Task description >>
Look through the lines below and extract each one that contains "Center".

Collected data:
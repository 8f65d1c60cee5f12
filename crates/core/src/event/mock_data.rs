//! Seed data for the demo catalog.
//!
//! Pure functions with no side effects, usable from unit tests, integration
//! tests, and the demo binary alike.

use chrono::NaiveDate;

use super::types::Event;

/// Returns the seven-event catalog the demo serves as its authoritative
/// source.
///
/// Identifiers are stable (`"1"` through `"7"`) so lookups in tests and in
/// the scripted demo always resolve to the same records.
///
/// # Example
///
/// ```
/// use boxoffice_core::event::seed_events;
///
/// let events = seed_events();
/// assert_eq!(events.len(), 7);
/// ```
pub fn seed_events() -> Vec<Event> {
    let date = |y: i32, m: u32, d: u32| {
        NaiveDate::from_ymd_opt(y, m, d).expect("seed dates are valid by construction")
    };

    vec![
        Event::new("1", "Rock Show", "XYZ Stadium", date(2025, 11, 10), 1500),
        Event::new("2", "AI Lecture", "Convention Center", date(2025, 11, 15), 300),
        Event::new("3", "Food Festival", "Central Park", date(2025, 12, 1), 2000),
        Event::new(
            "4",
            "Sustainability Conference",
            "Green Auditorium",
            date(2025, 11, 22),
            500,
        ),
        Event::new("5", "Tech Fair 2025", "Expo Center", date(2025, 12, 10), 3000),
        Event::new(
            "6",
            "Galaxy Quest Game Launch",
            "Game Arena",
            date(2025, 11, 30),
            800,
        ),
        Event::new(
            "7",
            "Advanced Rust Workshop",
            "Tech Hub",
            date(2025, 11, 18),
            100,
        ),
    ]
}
* * *
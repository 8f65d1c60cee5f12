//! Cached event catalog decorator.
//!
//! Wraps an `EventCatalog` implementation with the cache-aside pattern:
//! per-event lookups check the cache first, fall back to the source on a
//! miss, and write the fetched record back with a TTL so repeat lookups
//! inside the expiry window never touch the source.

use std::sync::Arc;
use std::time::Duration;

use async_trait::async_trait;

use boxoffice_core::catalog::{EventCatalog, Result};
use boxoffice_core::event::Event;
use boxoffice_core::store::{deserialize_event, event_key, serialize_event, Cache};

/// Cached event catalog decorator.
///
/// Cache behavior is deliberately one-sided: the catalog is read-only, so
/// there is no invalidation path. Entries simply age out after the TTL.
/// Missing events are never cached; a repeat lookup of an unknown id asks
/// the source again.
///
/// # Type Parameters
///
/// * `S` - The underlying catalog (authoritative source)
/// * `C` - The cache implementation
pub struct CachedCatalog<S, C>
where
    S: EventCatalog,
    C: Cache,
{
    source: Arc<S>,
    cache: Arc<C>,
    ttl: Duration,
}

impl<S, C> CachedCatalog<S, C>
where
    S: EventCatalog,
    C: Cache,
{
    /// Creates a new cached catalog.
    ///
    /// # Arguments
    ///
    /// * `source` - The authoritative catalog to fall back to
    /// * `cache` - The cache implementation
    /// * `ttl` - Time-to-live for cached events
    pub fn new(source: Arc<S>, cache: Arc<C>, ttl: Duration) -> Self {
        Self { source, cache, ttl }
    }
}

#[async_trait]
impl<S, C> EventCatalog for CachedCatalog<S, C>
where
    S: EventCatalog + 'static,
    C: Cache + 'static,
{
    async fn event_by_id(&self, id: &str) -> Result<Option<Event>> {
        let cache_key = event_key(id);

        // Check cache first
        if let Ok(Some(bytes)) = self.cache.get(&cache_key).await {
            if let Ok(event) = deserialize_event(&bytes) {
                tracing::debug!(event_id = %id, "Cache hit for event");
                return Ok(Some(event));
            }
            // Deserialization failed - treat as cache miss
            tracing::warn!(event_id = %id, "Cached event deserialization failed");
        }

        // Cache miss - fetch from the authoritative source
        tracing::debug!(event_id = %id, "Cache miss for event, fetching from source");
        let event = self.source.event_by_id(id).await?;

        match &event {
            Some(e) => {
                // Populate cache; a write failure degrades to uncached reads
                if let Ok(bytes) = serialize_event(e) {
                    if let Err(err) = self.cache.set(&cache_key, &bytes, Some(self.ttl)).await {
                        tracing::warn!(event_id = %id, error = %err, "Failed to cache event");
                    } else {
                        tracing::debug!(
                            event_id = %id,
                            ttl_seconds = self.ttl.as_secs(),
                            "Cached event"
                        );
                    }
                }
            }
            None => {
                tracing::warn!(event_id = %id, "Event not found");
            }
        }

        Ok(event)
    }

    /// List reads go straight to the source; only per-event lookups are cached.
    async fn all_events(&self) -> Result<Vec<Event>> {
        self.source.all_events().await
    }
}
--
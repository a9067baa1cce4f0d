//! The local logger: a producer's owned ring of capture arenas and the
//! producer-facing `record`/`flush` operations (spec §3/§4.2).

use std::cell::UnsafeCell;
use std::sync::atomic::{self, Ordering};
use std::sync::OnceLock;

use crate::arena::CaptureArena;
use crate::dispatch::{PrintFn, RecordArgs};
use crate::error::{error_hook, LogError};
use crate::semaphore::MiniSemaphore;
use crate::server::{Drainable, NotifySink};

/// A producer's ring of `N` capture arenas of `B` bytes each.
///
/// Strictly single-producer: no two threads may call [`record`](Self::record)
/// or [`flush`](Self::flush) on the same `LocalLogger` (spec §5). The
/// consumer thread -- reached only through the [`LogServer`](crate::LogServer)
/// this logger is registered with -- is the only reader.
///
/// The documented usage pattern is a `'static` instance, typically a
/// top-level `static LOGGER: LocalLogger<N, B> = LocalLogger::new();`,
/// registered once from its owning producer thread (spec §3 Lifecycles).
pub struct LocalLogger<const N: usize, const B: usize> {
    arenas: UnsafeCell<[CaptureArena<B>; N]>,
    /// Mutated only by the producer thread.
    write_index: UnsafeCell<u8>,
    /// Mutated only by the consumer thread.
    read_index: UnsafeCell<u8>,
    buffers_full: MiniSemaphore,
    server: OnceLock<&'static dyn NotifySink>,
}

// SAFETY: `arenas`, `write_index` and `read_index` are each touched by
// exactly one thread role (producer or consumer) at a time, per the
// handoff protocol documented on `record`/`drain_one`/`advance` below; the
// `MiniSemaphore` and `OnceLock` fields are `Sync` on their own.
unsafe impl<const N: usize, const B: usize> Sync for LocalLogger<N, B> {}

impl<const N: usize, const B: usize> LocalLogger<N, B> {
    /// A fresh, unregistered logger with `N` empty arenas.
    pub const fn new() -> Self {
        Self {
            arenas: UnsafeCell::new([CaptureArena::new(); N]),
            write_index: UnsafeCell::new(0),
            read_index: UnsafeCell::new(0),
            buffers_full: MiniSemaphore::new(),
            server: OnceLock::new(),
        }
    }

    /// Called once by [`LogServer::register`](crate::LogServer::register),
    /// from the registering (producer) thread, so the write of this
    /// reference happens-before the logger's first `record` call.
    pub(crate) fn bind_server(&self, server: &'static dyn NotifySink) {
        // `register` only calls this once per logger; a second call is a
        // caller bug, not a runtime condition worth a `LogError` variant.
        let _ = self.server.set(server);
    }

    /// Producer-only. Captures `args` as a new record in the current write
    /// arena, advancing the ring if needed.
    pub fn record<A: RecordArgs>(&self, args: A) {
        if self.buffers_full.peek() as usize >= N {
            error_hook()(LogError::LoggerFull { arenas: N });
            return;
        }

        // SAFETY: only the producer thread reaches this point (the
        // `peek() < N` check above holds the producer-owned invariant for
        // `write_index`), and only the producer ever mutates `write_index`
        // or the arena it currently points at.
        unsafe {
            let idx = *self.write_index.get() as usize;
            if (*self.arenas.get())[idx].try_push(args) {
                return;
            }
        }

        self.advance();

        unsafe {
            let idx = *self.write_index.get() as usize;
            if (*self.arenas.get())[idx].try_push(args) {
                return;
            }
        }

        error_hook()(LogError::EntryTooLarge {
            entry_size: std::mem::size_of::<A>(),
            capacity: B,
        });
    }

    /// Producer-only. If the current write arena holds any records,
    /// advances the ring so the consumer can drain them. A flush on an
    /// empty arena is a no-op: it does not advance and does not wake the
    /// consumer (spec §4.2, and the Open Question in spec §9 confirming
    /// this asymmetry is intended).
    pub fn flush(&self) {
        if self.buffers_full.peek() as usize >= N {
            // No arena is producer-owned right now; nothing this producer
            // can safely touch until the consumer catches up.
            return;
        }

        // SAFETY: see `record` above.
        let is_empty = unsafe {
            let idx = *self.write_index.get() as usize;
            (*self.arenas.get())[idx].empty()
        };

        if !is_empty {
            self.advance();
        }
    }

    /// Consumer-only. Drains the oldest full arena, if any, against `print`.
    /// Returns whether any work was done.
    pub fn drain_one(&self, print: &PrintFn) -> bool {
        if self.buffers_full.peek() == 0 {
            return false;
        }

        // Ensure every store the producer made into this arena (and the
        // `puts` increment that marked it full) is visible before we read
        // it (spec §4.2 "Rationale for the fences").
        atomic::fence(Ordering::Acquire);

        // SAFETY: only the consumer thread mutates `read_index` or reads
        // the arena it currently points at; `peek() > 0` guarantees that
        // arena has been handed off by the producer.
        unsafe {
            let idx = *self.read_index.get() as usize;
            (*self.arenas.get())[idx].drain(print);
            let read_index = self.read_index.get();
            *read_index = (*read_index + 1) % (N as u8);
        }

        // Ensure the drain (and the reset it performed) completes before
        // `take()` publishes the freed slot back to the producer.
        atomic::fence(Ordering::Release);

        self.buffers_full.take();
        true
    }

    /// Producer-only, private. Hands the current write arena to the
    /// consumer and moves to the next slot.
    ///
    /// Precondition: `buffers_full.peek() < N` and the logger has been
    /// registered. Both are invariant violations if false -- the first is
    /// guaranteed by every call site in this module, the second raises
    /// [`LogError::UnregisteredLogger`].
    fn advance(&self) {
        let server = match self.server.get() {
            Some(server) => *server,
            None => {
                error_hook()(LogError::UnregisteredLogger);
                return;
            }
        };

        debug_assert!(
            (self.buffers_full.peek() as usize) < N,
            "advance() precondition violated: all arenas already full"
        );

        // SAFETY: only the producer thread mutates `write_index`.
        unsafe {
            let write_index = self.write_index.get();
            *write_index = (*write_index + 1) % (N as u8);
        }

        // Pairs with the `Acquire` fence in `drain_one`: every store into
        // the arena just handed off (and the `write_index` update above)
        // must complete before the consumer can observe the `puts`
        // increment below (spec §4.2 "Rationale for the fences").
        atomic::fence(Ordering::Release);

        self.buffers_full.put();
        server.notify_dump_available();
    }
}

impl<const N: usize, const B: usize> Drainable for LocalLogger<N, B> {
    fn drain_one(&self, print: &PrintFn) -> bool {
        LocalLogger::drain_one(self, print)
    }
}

Exercise result >>
        Event::new("2", "AI Lecture", "Convention Center", date(2025, 11, 15), 300),
        Event::new("5", "Tech Fair 2025", "Expo Center", date(2025, 12, 10), 3000),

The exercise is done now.